Photographer Seph Lawless captures dilapidated structures in and around Cleveland, OH.

Abandoned Synagogue
Abandoned Synagogue

Photographer Seph Lawless captures dilapidated structures in and around Cleveland, OH.

Abandoned Theatre
Abandoned Theatre

Photographer Seph Lawless captures dilapidated structures in and around Cleveland, OH.

Abandoned School
Abandoned School

Photographer Seph Lawless captures dilapidated structures in and around Cleveland, OH.

Real Housewives Don't Act Like That!

Malika Ali June 9, 2014

You would think she had heard, for the very first time, that Santa was a phony.  “Real Housewives don’t act like that.  It’s made up drama...TV.”

I could tell I wasn’t reaching her, mainly because of her counter argument. “They may not be real friends, but if you throw that many women together in one room, you won’t have to invent drama, it will unfold naturally.”

I sighed deeply, my cousin luvvs reality television. Even though she works full time, maintains a household, and has raised four kids, she still finds ways to invest herself wholeheartedly into the guilty pleasure of reality fucking soap operas.

Real women don’t hurl things at one another from the other side of the room. They don’t kick and scream and cuss each other out. This kind of behavior is reserved for the men in their lives. You go all crazy cause you want a man to grab you, hold you, calm you down. It’s a strut, a dance, an attention getting scheme that only means, “I’m really, really horny. Come and get it while it’s hot.” But this behavior is not at all for girlfriends, especially if you’re heterosexual. I would have gone on believing my own point of view, but then my mother came to visit.  

I like to think I am who I am because of my mother and in spite of my mother. She is not the worst mom ever. She’s not the best one either. On a normal day, there are about three thousand miles separating me from her. But on holidays and special occasions, we find ourselves within arms reach of one another. Some families use this proximity to offer hugs or pats on the back. My mother uses this closeness as a microscope to magnify her misery.

“Mom, we’re taking a picture.  Can you smile for the camera?”

“What do I have to smile about?”

We’re dining over Italian when I attempt to stage this feel good family moment. “Fuhgetaboutit,” I tell her, then offer some unwanted advice. “Mom, they make very good anti-depressants these days. Maybe you should try one.”

“You want me to use drugs?” her eyes are resilient and defeated all at the same time.

“Yes, actually. There are good pharmaceuticals on the market that really could help you.”

This is probably my 999th attempt to convince my mother to get some help. I knew she suffered with depression before I knew what depression really was. Years ago when I had come home from college to find her camping out in the basement of our home (she had made this space her bedroom), I suggested to one of my aunts that my mother might be depressed. “Your mother is NOT depressed!” She said this like I had diagnosed mom with stage ten terminal illness. “OK, I guess it is “normal” to hide out in the dungeon away from any and all sunlight the entire summer.
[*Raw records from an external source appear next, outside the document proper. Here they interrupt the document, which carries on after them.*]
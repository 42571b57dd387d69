//! HTTP middleware.

mod admin_auth;

pub use admin_auth::admin_auth_middleware;
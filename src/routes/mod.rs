//! Route configuration.

pub mod admin;
pub mod media;
pub mod webhook;

use std::sync::Arc;

use axum::{Router, routing::get};

use crate::handlers;
use crate::state::AppState;

/// Assemble the full application router: public health check, the
/// incoming-call webhook, the media-stream WebSocket, and the secret-guarded
/// admin page.
pub fn build_router(state: Arc<AppState>) -> Router {
    Router::new()
        .route("/", get(handlers::health_check))
        .merge(webhook::create_webhook_router())
        .merge(media::create_media_router())
        .merge(admin::create_admin_router(state.clone()))
        .with_state(state)
}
Sorry!”

My mom had visited a psychologist once, after her twin sister passed. She told me the shrink said it was quite normal to grieve the loss of a loved one so she didn’t go back. I’m sure the professional also offered grief counseling, but mom wouldn’t have heard anything after the expert affirmed living in the dumps was normal. 

When my mom had a stroke, I asked the recovery nurse to send her to a psychiatrist.  Maybe there was an ethical way to sneak an anti-depressant in with all of the other meds she was required to take. The nurse assured me that mom would see the doctor, but depression, after a stroke, was quite normal. There was that word again, normal.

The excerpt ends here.